Stored data
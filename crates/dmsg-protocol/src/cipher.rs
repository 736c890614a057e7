//! Key material and signatures
//!
//! Entities are identified by secp256k1 keys. A [`PubKey`] is the 33-byte
//! compressed point; the all-zero key is the "null" key and never refers to
//! a real entity. Signatures are 64-byte compact ECDSA over the SHA-256 of
//! the signed bytes.

use std::fmt;
use std::str::FromStr;

use secp256k1::{ecdsa::Signature, Message, PublicKey, SecretKey, SECP256K1};
use serde::{de, Deserialize, Deserializer, Serialize, Serializer};
use sha2::{Digest, Sha256};

use crate::error::ProtocolError;

/// Length of a compressed public key
pub const PUB_KEY_LEN: usize = 33;

/// Length of a secret key
pub const SEC_KEY_LEN: usize = 32;

/// Length of a compact signature
pub const SIG_LEN: usize = 64;

/// SHA-256 of `data`
pub fn sha256(data: &[u8]) -> [u8; 32] {
    Sha256::digest(data).into()
}

/// Public key identifying a client or server
#[derive(Clone, Copy, PartialEq, Eq, Hash, PartialOrd, Ord)]
pub struct PubKey([u8; PUB_KEY_LEN]);

impl PubKey {
    /// The null key
    pub const NULL: PubKey = PubKey([0u8; PUB_KEY_LEN]);

    /// Parse and validate a compressed key
    pub fn from_slice(bytes: &[u8]) -> Result<Self, ProtocolError> {
        if bytes.len() != PUB_KEY_LEN {
            return Err(ProtocolError::Malformed {
                what: "public key",
                expected: PUB_KEY_LEN,
                actual: bytes.len(),
            });
        }
        let mut raw = [0u8; PUB_KEY_LEN];
        raw.copy_from_slice(bytes);
        if raw == [0u8; PUB_KEY_LEN] {
            return Ok(Self::NULL);
        }
        PublicKey::from_slice(&raw).map_err(|_| ProtocolError::InvalidPublicKey)?;
        Ok(Self(raw))
    }

    /// Whether this is the null key
    pub fn is_null(&self) -> bool {
        self.0 == [0u8; PUB_KEY_LEN]
    }

    pub fn as_bytes(&self) -> &[u8; PUB_KEY_LEN] {
        &self.0
    }

    pub fn to_hex(&self) -> String {
        hex::encode(self.0)
    }

    /// Verify `sig` over `data` against this key
    pub fn verify(&self, data: &[u8], sig: &Sig) -> Result<(), ProtocolError> {
        if self.is_null() {
            return Err(ProtocolError::InvalidPublicKey);
        }
        let pk = PublicKey::from_slice(&self.0).map_err(|_| ProtocolError::InvalidPublicKey)?;
        let sig =
            Signature::from_compact(&sig.0).map_err(|_| ProtocolError::InvalidSignature)?;
        let msg = Message::from_digest(sha256(data));
        SECP256K1
            .verify_ecdsa(&msg, &sig, &pk)
            .map_err(|_| ProtocolError::InvalidSignature)
    }
}

impl Default for PubKey {
    fn default() -> Self {
        Self::NULL
    }
}

impl fmt::Display for PubKey {
    fn fmt(&self, f: &mut fmt::Formatter<'_>) -> fmt::Result {
        f.write_str(&self.to_hex())
    }
}

impl fmt::Debug for PubKey {
    fn fmt(&self, f: &mut fmt::Formatter<'_>) -> fmt::Result {
        write!(f, "PubKey({})", &self.to_hex()[..12])
    }
}

impl FromStr for PubKey {
    type Err = ProtocolError;

    fn from_str(s: &str) -> Result<Self, Self::Err> {
        if s.is_empty() {
            return Ok(Self::NULL);
        }
        Self::from_slice(&hex::decode(s)?)
    }
}

impl Serialize for PubKey {
    fn serialize<S: Serializer>(&self, serializer: S) -> Result<S::Ok, S::Error> {
        serializer.serialize_str(&self.to_hex())
    }
}

impl<'de> Deserialize<'de> for PubKey {
    fn deserialize<D: Deserializer<'de>>(deserializer: D) -> Result<Self, D::Error> {
        let s = String::deserialize(deserializer)?;
        s.parse().map_err(de::Error::custom)
    }
}

/// Secret key paired with a [`PubKey`]
#[derive(Clone, PartialEq, Eq)]
pub struct SecKey([u8; SEC_KEY_LEN]);

impl SecKey {
    pub fn from_slice(bytes: &[u8]) -> Result<Self, ProtocolError> {
        let sk = SecretKey::from_slice(bytes).map_err(|_| ProtocolError::InvalidSecretKey)?;
        Ok(Self(sk.secret_bytes()))
    }

    pub fn to_hex(&self) -> String {
        hex::encode(self.0)
    }

    fn inner(&self) -> SecretKey {
        // The bytes were validated on construction.
        SecretKey::from_slice(&self.0).unwrap_or_else(|_| unreachable!("validated secret key"))
    }

    /// Public key derived from this secret key
    pub fn pub_key(&self) -> PubKey {
        PubKey(PublicKey::from_secret_key(SECP256K1, &self.inner()).serialize())
    }

    /// Sign the SHA-256 of `data`
    pub fn sign(&self, data: &[u8]) -> Sig {
        let msg = Message::from_digest(sha256(data));
        Sig(SECP256K1.sign_ecdsa(&msg, &self.inner()).serialize_compact())
    }
}

impl fmt::Debug for SecKey {
    fn fmt(&self, f: &mut fmt::Formatter<'_>) -> fmt::Result {
        f.write_str("SecKey(..)")
    }
}

impl FromStr for SecKey {
    type Err = ProtocolError;

    fn from_str(s: &str) -> Result<Self, Self::Err> {
        Self::from_slice(&hex::decode(s)?)
    }
}

impl Serialize for SecKey {
    fn serialize<S: Serializer>(&self, serializer: S) -> Result<S::Ok, S::Error> {
        serializer.serialize_str(&self.to_hex())
    }
}

impl<'de> Deserialize<'de> for SecKey {
    fn deserialize<D: Deserializer<'de>>(deserializer: D) -> Result<Self, D::Error> {
        let s = String::deserialize(deserializer)?;
        s.parse().map_err(de::Error::custom)
    }
}

/// Compact ECDSA signature
#[derive(Clone, Copy, PartialEq, Eq, Hash)]
pub struct Sig([u8; SIG_LEN]);

impl Sig {
    pub fn from_slice(bytes: &[u8]) -> Result<Self, ProtocolError> {
        if bytes.len() != SIG_LEN {
            return Err(ProtocolError::Malformed {
                what: "signature",
                expected: SIG_LEN,
                actual: bytes.len(),
            });
        }
        let mut raw = [0u8; SIG_LEN];
        raw.copy_from_slice(bytes);
        Ok(Self(raw))
    }

    pub fn as_bytes(&self) -> &[u8; SIG_LEN] {
        &self.0
    }

    pub fn is_null(&self) -> bool {
        self.0 == [0u8; SIG_LEN]
    }
}

impl Default for Sig {
    fn default() -> Self {
        Self([0u8; SIG_LEN])
    }
}

impl fmt::Debug for Sig {
    fn fmt(&self, f: &mut fmt::Formatter<'_>) -> fmt::Result {
        write!(f, "Sig({}..)", hex::encode(&self.0[..6]))
    }
}

impl Serialize for Sig {
    fn serialize<S: Serializer>(&self, serializer: S) -> Result<S::Ok, S::Error> {
        serializer.serialize_str(&hex::encode(self.0))
    }
}

impl<'de> Deserialize<'de> for Sig {
    fn deserialize<D: Deserializer<'de>>(deserializer: D) -> Result<Self, D::Error> {
        let s = String::deserialize(deserializer)?;
        if s.is_empty() {
            return Ok(Self::default());
        }
        let raw = hex::decode(&s).map_err(de::Error::custom)?;
        Self::from_slice(&raw).map_err(de::Error::custom)
    }
}

/// Generate a fresh random key pair
pub fn generate_keypair() -> (PubKey, SecKey) {
    let sk = SecretKey::new(&mut rand::thread_rng());
    let sk = SecKey(sk.secret_bytes());
    (sk.pub_key(), sk)
}

/// Derive a key pair from `seed`
///
/// The seed is hashed until the digest is a valid scalar, so the same seed
/// always yields the same pair.
pub fn generate_deterministic_keypair(seed: &[u8]) -> (PubKey, SecKey) {
    let mut digest = sha256(seed);
    loop {
        if let Ok(sk) = SecKey::from_slice(&digest) {
            return (sk.pub_key(), sk);
        }
        digest = sha256(&digest);
    }
}
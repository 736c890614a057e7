//! Relay server
//!
//! Accepts client sessions over TCP, registers itself in discovery and
//! relays streams between the clients connected to it.

use std::fmt;
use std::net::SocketAddr;
use std::sync::{Arc, OnceLock};

use tokio::net::{TcpListener, TcpStream};
use tokio_util::sync::CancellationToken;
use tracing::Instrument;

use dmsg_core::config::ServerConfig;
use dmsg_core::disc::{Discovery, Entry};
use dmsg_core::{Error, Result};
use dmsg_protocol::{PubKey, SecKey};

use crate::registration::Registration;
use crate::session::{server_handshake, ServerSession, SessionMap};

struct ServerInner {
    pk: PubKey,
    sk: SecKey,
    config: ServerConfig,
    registration: Registration,
    sessions: Arc<SessionMap>,
    local_addr: OnceLock<SocketAddr>,
    shutdown: CancellationToken,
    span: tracing::Span,
}

/// dmsg relay server
#[derive(Clone)]
pub struct Server {
    inner: Arc<ServerInner>,
}

impl Server {
    pub fn new(pk: PubKey, sk: SecKey, discovery: Arc<dyn Discovery>, config: ServerConfig) -> Self {
        Self {
            inner: Arc::new(ServerInner {
                pk,
                registration: Registration::new(sk.clone(), discovery),
                sk,
                config,
                sessions: Arc::new(SessionMap::new()),
                local_addr: OnceLock::new(),
                shutdown: CancellationToken::new(),
                span: tracing::info_span!("dmsg_server", pk = %pk),
            }),
        }
    }

    /// Replace the span that scopes this server's logs
    ///
    /// Only takes effect before the server is shared or started.
    pub fn with_span(mut self, span: tracing::Span) -> Self {
        if let Some(inner) = Arc::get_mut(&mut self.inner) {
            inner.span = span;
        }
        self
    }

    pub fn local_pk(&self) -> PubKey {
        self.inner.pk
    }

    /// Address of the TCP listener, once serving
    pub fn local_addr(&self) -> Option<SocketAddr> {
        self.inner.local_addr.get().copied()
    }

    pub fn session_count(&self) -> usize {
        self.inner.sessions.len()
    }

    /// Keys of the clients with a live session
    pub fn clients(&self) -> Vec<PubKey> {
        let mut clients: Vec<PubKey> = self
            .inner
            .sessions
            .iter()
            .map(|s| s.value().client_pk())
            .collect();
        clients.sort();
        clients
    }

    fn available_sessions(&self) -> usize {
        self.inner
            .config
            .max_sessions
            .saturating_sub(self.session_count())
    }

    async fn update_entry(&self, address: &str) -> Result<()> {
        let entry = Entry::server(self.inner.pk, address.to_string(), self.available_sessions());
        self.inner.registration.post(entry).await?;
        Ok(())
    }

    /// Accept sessions on `listener` until [`Server::close`]
    pub async fn serve(&self, listener: TcpListener) -> Result<()> {
        let inner = &self.inner;
        let local = listener.local_addr()?;
        let _ = inner.local_addr.set(local);
        let address = inner
            .config
            .public_address
            .clone()
            .unwrap_or_else(|| local.to_string());

        self.update_entry(&address).await?;
        tracing::info!(parent: &inner.span, %local, advertised = %address, "Relay server listening");

        let mut refresh = tokio::time::interval(inner.config.update_interval);
        refresh.set_missed_tick_behavior(tokio::time::MissedTickBehavior::Delay);
        refresh.tick().await;

        loop {
            tokio::select! {
                _ = inner.shutdown.cancelled() => {
                    tracing::info!(parent: &inner.span, "Relay server shutting down");
                    break;
                }

                _ = refresh.tick() => {
                    if let Err(e) = self.update_entry(&address).await {
                        tracing::warn!(parent: &inner.span, error = %e, "Failed to refresh discovery entry");
                    }
                }

                accepted = listener.accept() => match accepted {
                    Ok((socket, peer)) => self.handle_connection(socket, peer),
                    Err(e) => tracing::error!(parent: &inner.span, error = %e, "Failed to accept connection"),
                },
            }
        }
        Ok(())
    }

    fn handle_connection(&self, socket: TcpStream, peer: SocketAddr) {
        let inner = Arc::clone(&self.inner);
        if inner.sessions.len() >= inner.config.max_sessions {
            tracing::warn!(parent: &inner.span, %peer, max = inner.config.max_sessions, "Session limit reached, dropping connection");
            return;
        }
        let _ = socket.set_nodelay(true);

        let span = inner.span.clone();
        tokio::spawn(
            async move {
                let handshake = tokio::time::timeout(
                    inner.config.handshake_timeout,
                    server_handshake(socket, inner.pk, &inner.sk),
                )
                .await
                .map_err(|_| Error::Timeout("session handshake"))
                .and_then(|r| r);

                match handshake {
                    Ok((client_pk, framed)) => {
                        if inner.shutdown.is_cancelled() {
                            return;
                        }
                        ServerSession::start(client_pk, framed, Arc::clone(&inner.sessions));
                        tracing::info!(%peer, client = %client_pk, "Client session established");
                    }
                    Err(e) => tracing::debug!(%peer, error = %e, "Session handshake failed"),
                }
            }
            .instrument(span),
        );
    }

    /// Stop accepting and close every client session
    pub fn close(&self) {
        let inner = &self.inner;
        if inner.shutdown.is_cancelled() {
            return;
        }
        inner.shutdown.cancel();
        let sessions: Vec<Arc<ServerSession>> =
            inner.sessions.iter().map(|s| Arc::clone(s.value())).collect();
        for session in &sessions {
            session.close();
        }
        tracing::info!(parent: &inner.span, sessions = sessions.len(), "Relay server closed");
    }
}

impl fmt::Debug for Server {
    fn fmt(&self, f: &mut fmt::Formatter<'_>) -> fmt::Result {
        f.debug_struct("Server")
            .field("pk", &self.inner.pk)
            .field("local_addr", &self.local_addr())
            .field("sessions", &self.session_count())
            .finish()
    }
}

→ EXERCISE REQUIREMENTS
Show the lines above with "SocketAddr".

→ EXERCISE OUTPUT
use std::net::SocketAddr;
    local_addr: OnceLock<SocketAddr>,
    pub fn local_addr(&self) -> Option<SocketAddr> {
    fn handle_connection(&self, socket: TcpStream, peer: SocketAddr) {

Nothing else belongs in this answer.